Keine Heizung, kein Wasser, kaum Platz

Bardowick. Keine Heizung, kein Wasser – und vor allem: kaum Platz. Die Bardowicker Ortsgruppe der Deutschen Lebens-Rettungs-Gesellschaft (DLRG) sieht in ihrem Quartier an der Wallstraße keine Zukunft mehr. „Wir sind in den letzten Jahren sehr gewachsen – an Material und Aufgaben“, berichtet Vorsitzende Karin Meyer-Wölk. Darum sucht die rund 200 Mitglieder starke Truppe nun händeringend nach einer neuen Unterkunft. Größer und komfortabler soll sie sein.

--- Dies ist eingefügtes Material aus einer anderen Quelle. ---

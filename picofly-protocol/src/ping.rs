//! Ping request and reply messages

use crate::hash::ping_hash;

/// Size of a request and of a reply on the wire
pub const PING_SIZE: usize = 4;

/// Errors decoding a ping from received bytes
#[derive(Debug, Clone, Copy, PartialEq, Eq)]
#[cfg_attr(feature = "defmt", derive(defmt::Format))]
pub enum PingError {
    /// Fewer than [`PING_SIZE`] bytes arrived
    Incomplete {
        /// Number of bytes received
        received: usize,
    },
    /// More than [`PING_SIZE`] bytes were supplied
    Oversized {
        /// Number of bytes received
        received: usize,
    },
}

/// Numeric ping sent by the host
#[derive(Debug, Clone, Copy, PartialEq, Eq)]
#[cfg_attr(feature = "defmt", derive(defmt::Format))]
pub struct PingRequest {
    /// Value chosen by the host
    pub value: u32,
}

impl PingRequest {
    /// Create a request for a value
    pub const fn new(value: u32) -> Self {
        Self { value }
    }

    /// Decode a request from exactly [`PING_SIZE`] received bytes
    pub fn decode(bytes: &[u8]) -> Result<Self, PingError> {
        let raw: [u8; PING_SIZE] = match bytes.len() {
            PING_SIZE => [bytes[0], bytes[1], bytes[2], bytes[3]],
            n if n < PING_SIZE => return Err(PingError::Incomplete { received: n }),
            n => return Err(PingError::Oversized { received: n }),
        };

        Ok(Self {
            value: u32::from_le_bytes(raw),
        })
    }

    /// Encode this request for the wire
    pub const fn encode(&self) -> [u8; PING_SIZE] {
        self.value.to_le_bytes()
    }

    /// Build the reply the device sends for this request
    pub const fn reply(&self) -> PingReply {
        PingReply {
            hash: ping_hash(self.value),
        }
    }
}

/// Hashed reply sent back to the host
#[derive(Debug, Clone, Copy, PartialEq, Eq)]
#[cfg_attr(feature = "defmt", derive(defmt::Format))]
pub struct PingReply {
    /// Hash of the request value
    pub hash: u32,
}

impl PingReply {
    /// Encode this reply for the wire
    pub const fn encode(&self) -> [u8; PING_SIZE] {
        self.hash.to_le_bytes()
    }
}
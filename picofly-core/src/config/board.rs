//! Board configuration
//!
//! Pin assignments, bus settings and panel geometry for a Raspberry Pi Pico
//! with a 16x2 LCD backpack on I2C0.

use picofly_display::Hd44780Config;
use picofly_hal::i2c::{is_reserved_address, I2cConfig};

/// Number of GPIO pins on RP2040
pub const GPIO_COUNT: u8 = 30;

/// Configuration errors
#[derive(Debug, Clone, Copy, PartialEq, Eq)]
#[cfg_attr(feature = "defmt", derive(defmt::Format))]
pub enum ConfigError {
    /// Pin number out of range (0-29 valid)
    InvalidPin(u8),
    /// Same pin assigned to two functions
    PinConflict(u8),
    /// I2C address outside the usable 7-bit range
    InvalidAddress(u8),
    /// Panel has zero rows/columns or more than 4 rows
    InvalidGeometry,
    /// Indicator half-period of zero
    InvalidBlinkPeriod,
}

/// Indicator blink timing while the host is disconnected
#[derive(Debug, Clone, Copy, PartialEq, Eq)]
#[cfg_attr(feature = "defmt", derive(defmt::Format))]
pub struct BlinkConfig {
    /// Time the indicator stays on (ms)
    pub on_ms: u32,
    /// Time the indicator stays off (ms)
    pub off_ms: u32,
}

impl Default for BlinkConfig {
    fn default() -> Self {
        Self {
            on_ms: 400,
            off_ms: 400,
        }
    }
}

impl BlinkConfig {
    /// Length of one on/off cycle (ms)
    pub const fn period_ms(&self) -> u32 {
        self.on_ms + self.off_ms
    }
}

/// USB device identity reported to the host
#[derive(Debug, Clone, Copy, PartialEq, Eq)]
#[cfg_attr(feature = "defmt", derive(defmt::Format))]
pub struct UsbIdentity {
    /// Vendor ID
    pub vid: u16,
    /// Product ID
    pub pid: u16,
    /// Manufacturer string
    pub manufacturer: &'static str,
    /// Product string
    pub product: &'static str,
    /// Serial number string
    pub serial_number: &'static str,
    /// Maximum bus current (mA)
    pub max_power_ma: u16,
}

impl Default for UsbIdentity {
    fn default() -> Self {
        Self {
            // pid.codes test VID/PID
            vid: 0x1209,
            pid: 0x0001,
            manufacturer: "Picofly",
            product: "Picofly Link Bridge",
            serial_number: "00000001",
            max_power_ma: 100,
        }
    }
}

/// Complete board description
///
/// The firmware takes its peripherals by type (`PIN_25`, `PIN_0`, `PIN_1`),
/// so the pin numbers here describe that wiring and must match it.
#[derive(Debug, Clone, Copy, PartialEq, Eq)]
#[cfg_attr(feature = "defmt", derive(defmt::Format))]
pub struct BoardConfig {
    /// Onboard status LED
    pub indicator_pin: u8,
    /// Display bus settings
    pub i2c: I2cConfig,
    /// Display bus data pin
    pub sda_pin: u8,
    /// Display bus clock pin
    pub scl_pin: u8,
    /// Character display
    pub lcd: Hd44780Config,
    /// Indicator timing
    pub blink: BlinkConfig,
    /// USB identity
    pub usb: UsbIdentity,
}

impl Default for BoardConfig {
    fn default() -> Self {
        Self {
            indicator_pin: 25,
            i2c: I2cConfig::FAST,
            sda_pin: 0,
            scl_pin: 1,
            lcd: Hd44780Config::LCD1602,
            blink: BlinkConfig::default(),
            usb: UsbIdentity::default(),
        }
    }
}

impl BoardConfig {
    /// Validate pin assignments, bus address and panel geometry
    pub fn validate(&self) -> Result<(), ConfigError> {
        let pins = [self.indicator_pin, self.sda_pin, self.scl_pin];
        for (i, &pin) in pins.iter().enumerate() {
            if pin >= GPIO_COUNT {
                return Err(ConfigError::InvalidPin(pin));
            }
            if pins[..i].contains(&pin) {
                return Err(ConfigError::PinConflict(pin));
            }
        }

        if is_reserved_address(self.lcd.address) {
            return Err(ConfigError::InvalidAddress(self.lcd.address));
        }

        if self.lcd.cols == 0 || self.lcd.rows == 0 || self.lcd.rows > 4 {
            return Err(ConfigError::InvalidGeometry);
        }

        if self.blink.on_ms == 0 || self.blink.off_ms == 0 {
            return Err(ConfigError::InvalidBlinkPeriod);
        }

        Ok(())
    }
}
//! GPIO outputs
//!
//! Wraps embassy-rp's `Output` so the board-agnostic core can drive it.

use embassy_rp::gpio::{Level, Output, Pin};
use embassy_rp::Peri;
use picofly_hal::OutputPin;

/// Status indicator LED (active high)
pub struct Indicator<'d> {
    pin: Output<'d>,
}

impl<'d> Indicator<'d> {
    /// Configure `pin` as an output, initially off
    pub fn new(pin: Peri<'d, impl Pin>) -> Self {
        Self {
            pin: Output::new(pin, Level::Low),
        }
    }
}

impl OutputPin for Indicator<'_> {
    fn set_high(&mut self) {
        self.pin.set_high();
    }

    fn set_low(&mut self) {
        self.pin.set_low();
    }

    fn toggle(&mut self) {
        self.pin.toggle();
    }

    fn is_set_high(&self) -> bool {
        self.pin.is_set_high()
    }
}
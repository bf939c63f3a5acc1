//! GPIO pin abstractions
//!
//! Only outputs are needed: the onboard status indicator.

/// Digital output pin
///
/// Implementations handle the register access for the specific chip.
pub trait OutputPin {
    /// Set the pin high (logic 1)
    fn set_high(&mut self);

    /// Set the pin low (logic 0)
    fn set_low(&mut self);

    /// Toggle the pin state
    fn toggle(&mut self) {
        let high = self.is_set_high();
        self.set_state(!high);
    }

    /// Set the pin to a specific state
    fn set_state(&mut self, high: bool) {
        if high {
            self.set_high();
        } else {
            self.set_low();
        }
    }

    /// Check if the pin is currently set high
    fn is_set_high(&self) -> bool;

    /// Check if the pin is currently set low
    fn is_set_low(&self) -> bool {
        !self.is_set_high()
    }
}
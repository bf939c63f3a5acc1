//! I2C bus configuration
//!
//! Bus transfers go through `embedded_hal_async::i2c::I2c`; this module only
//! carries the settings the board needs to bring the bus up.

/// I2C configuration
#[derive(Debug, Clone, Copy, PartialEq, Eq)]
#[cfg_attr(feature = "defmt", derive(defmt::Format))]
pub struct I2cConfig {
    /// Clock frequency in Hz
    pub frequency: u32,
}

impl Default for I2cConfig {
    fn default() -> Self {
        Self {
            frequency: 100_000, // 100kHz standard mode
        }
    }
}

impl I2cConfig {
    /// Standard mode (100 kHz)
    pub const STANDARD: Self = Self { frequency: 100_000 };

    /// Fast mode (400 kHz)
    pub const FAST: Self = Self { frequency: 400_000 };
}

/// Check whether a 7-bit address falls in one of the reserved ranges
///
/// `0x00..=0x07` and `0x78..=0x7F` are reserved by the I2C specification,
/// anything above `0x7F` is not a 7-bit address at all.
pub const fn is_reserved_address(address: u8) -> bool {
    address < 0x08 || address > 0x77
}
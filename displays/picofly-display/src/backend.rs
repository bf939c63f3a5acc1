//! Display backend trait
//!
//! Defines the interface for character displays.

/// Display backend errors
#[derive(Debug, Clone, Copy, PartialEq, Eq)]
#[cfg_attr(feature = "defmt", derive(defmt::Format))]
pub enum DisplayError {
    /// Communication error with display
    Communication,
    /// Invalid coordinates or dimensions
    InvalidCoordinates,
    /// Display not initialized
    NotInitialized,
}

/// Character display
///
/// Text is written at the cursor, which advances one column per character.
/// Characters that would fall past the last column are dropped.
#[allow(async_fn_in_trait)]
pub trait CharDisplay {
    /// Clear the entire display and home the cursor to (0, 0)
    async fn clear(&mut self) -> Result<(), DisplayError>;

    /// Move the cursor
    ///
    /// - `col`: Column number (0-based)
    /// - `row`: Row number (0-based)
    async fn set_cursor(&mut self, col: u8, row: u8) -> Result<(), DisplayError>;

    /// Write text at the cursor
    async fn write_str(&mut self, text: &str) -> Result<(), DisplayError>;

    /// Move the cursor then write text
    async fn write_at(&mut self, col: u8, row: u8, text: &str) -> Result<(), DisplayError> {
        self.set_cursor(col, row).await?;
        self.write_str(text).await
    }
}

/// Map a character to the panel's ROM
///
/// The A00 character ROM matches ASCII for printable characters; anything
/// else is shown as `?`.
pub(crate) fn rom_code(ch: char) -> u8 {
    if ch == ' ' || ch.is_ascii_graphic() {
        ch as u8
    } else {
        b'?'
    }
}
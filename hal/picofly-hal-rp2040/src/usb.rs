//! USB CDC-ACM host link
//!
//! The Pico enumerates as a virtual serial port. The host "connects" by
//! opening the port, which asserts DTR.
//!
//! [`CdcPipe`] exposes the class endpoints as packets; [`UsbLink`] wraps it
//! in `picofly_hal::PacketLink` for buffering and write chunking.

use embassy_rp::peripherals::USB;
use embassy_rp::usb::Driver;
use embassy_usb::class::cdc_acm::{CdcAcmClass, State};
use embassy_usb::driver::EndpointError;
use embassy_usb::{Builder, Handler, UsbDevice};
use picofly_core::config::UsbIdentity;
use picofly_hal::{LinkError, LinkStatus, PacketLink, PacketPipe, MAX_PACKET_SIZE};
use static_cell::StaticCell;

/// USB driver type for the RP2040
pub type UsbDriver = Driver<'static, USB>;

/// Host link over USB
pub type UsbLink<'d> = PacketLink<CdcPipe<'d>>;

/// Map an endpoint error to a link error
pub fn link_error(e: EndpointError) -> LinkError {
    match e {
        EndpointError::BufferOverflow => LinkError::BufferOverflow,
        EndpointError::Disabled => LinkError::Disconnected,
    }
}

/// Packet endpoints of a CDC-ACM interface
pub struct CdcPipe<'d> {
    class: CdcAcmClass<'d, Driver<'d, USB>>,
}

impl<'d> CdcPipe<'d> {
    /// Wrap a CDC-ACM class
    pub fn new(class: CdcAcmClass<'d, Driver<'d, USB>>) -> Self {
        Self { class }
    }
}

impl LinkStatus for CdcPipe<'_> {
    fn is_connected(&self) -> bool {
        self.class.dtr()
    }
}

impl PacketPipe for CdcPipe<'_> {
    fn max_packet_size(&self) -> usize {
        self.class.max_packet_size() as usize
    }

    async fn wait_connection(&mut self) {
        self.class.wait_connection().await;
    }

    async fn read_packet(&mut self, buf: &mut [u8]) -> Result<usize, LinkError> {
        self.class.read_packet(buf).await.map_err(link_error)
    }

    async fn write_packet(&mut self, data: &[u8]) -> Result<(), LinkError> {
        self.class.write_packet(data).await.map_err(link_error)
    }
}

/// Build the USB device and its CDC-ACM link
///
/// Must be called once; descriptor buffers live in static cells. The
/// returned device must be run (`UsbDevice::run`) for the link to work.
pub fn build(
    driver: UsbDriver,
    identity: &UsbIdentity,
    handler: Option<&'static mut dyn Handler>,
) -> (UsbDevice<'static, UsbDriver>, UsbLink<'static>) {
    static CONFIG_DESC: StaticCell<[u8; 256]> = StaticCell::new();
    static BOS_DESC: StaticCell<[u8; 256]> = StaticCell::new();
    static MSOS_DESC: StaticCell<[u8; 128]> = StaticCell::new();
    static CONTROL_BUF: StaticCell<[u8; 64]> = StaticCell::new();
    static CDC_STATE: StaticCell<State<'static>> = StaticCell::new();

    let mut config = embassy_usb::Config::new(identity.vid, identity.pid);
    config.manufacturer = Some(identity.manufacturer);
    config.product = Some(identity.product);
    config.serial_number = Some(identity.serial_number);
    config.max_power = identity.max_power_ma;
    config.max_packet_size_0 = 64;

    let mut builder = Builder::new(
        driver,
        config,
        CONFIG_DESC.init([0; 256]),
        BOS_DESC.init([0; 256]),
        MSOS_DESC.init([0; 128]),
        CONTROL_BUF.init([0; 64]),
    );

    if let Some(handler) = handler {
        builder.handler(handler);
    }

    let class = CdcAcmClass::new(
        &mut builder,
        CDC_STATE.init(State::new()),
        MAX_PACKET_SIZE as u16,
    );
    let device = builder.build();

    (device, PacketLink::new(CdcPipe::new(class)))
}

Schon länger leide die DLRG-Ortsgruppe unter der Raumnot, berichtet Meyer-Wölk. Die Feldküche etwa, die zur Versorgung von Einsatzkräften und Katastrophenopfern genutzt wird, musste ins knapp 20 Kilometer entfernte Gifkendorf ausgelagert werden. Das koste die ehrenamtlichen Helfer im Ernstfall wertvolle Zeit, sagt Meyer-Wölk. Und wenn Versammlungen anstehen, aber das Wetter nicht mitspielt, müsse das Team immer wieder in Gaststätten, Gemeinde- oder Schulräume ausweichen, denn die Halle an der Wallstraße verfügt über keine Heizung. Eine Toilette ist ebenfalls nicht vorhanden. Meyer-Wölk ist mit der Situation alles andere als glücklich: „Das ertragen wir schon eine ganze Weile.“

„All das brauchen wir, wenn irgendwo eine Katastrophe eintritt“

Das mache auch die Kinder- und Jugendarbeit zu einer Herausforderung: Regelmäßig greift Karin Meyer-Wölk zum Telefon, um Räume für die ehrenamtlichen Angebote zu organisieren. „Wir müssen doch die jungen Leute ausbilden, damit sie später bei allen wichtigen Einsätzen dabei sein können.“

Die DLRG wurde im Jahr 1913 in Leipzig gegründet, um Menschen vor dem Ertrinken zu retten. Ihre Mitglieder bieten Schwimmkurse an, bilden Rettungsschwimmer aus, beaufsichtigen Badegewässer und werden immer dann zur Hilfe gerufen, wenn es zu Unfällen auf dem Wasser kommt. So auch in Bardowick. Um im Ernstfall optimal ausgerüstet zu sein, habe die Ortsgruppe ihre Ausstattung in den letzten Jahren deutlich aufgestockt, berichtet Meyer-Wölk. Mehrere Boote, zwei Autos, ein Lkw, eine Feldküche, ein Spülmobil: Damit platze die jetzige Halle der DLRG aus allen Nähten. „Aber all das brauchen wir, wenn irgendwo eine Katastrophe eintritt.“

Die Vorsitzende hofft nun auf Unterstützung aus der Nachbarschaft. „Vielleicht sagt ja irgendwer aus Bardowick: ,Mensch, ich stelle gerne eine Halle zur Verfügung!‘“ Diese müsste mindestens 500 Quadratmeter groß sein und über einen Strom- und Wasseranschluss verfügen. Miete und Renovierungsarbeiten will die Ortsgruppe über Spenden und Mitgliedsbeiträge finanzieren. Meyer-Wölk lädt alle Interessierten heute, Montag, um 19 Uhr zu einem Info-Abend in die aktuelle Halle, Wallstraße 8, in Bardowick ein. In diesem Rahmen wollen die DLRG-Mitglieder auch einen Einblick in ihre ehrenamtliche Arbeit geben.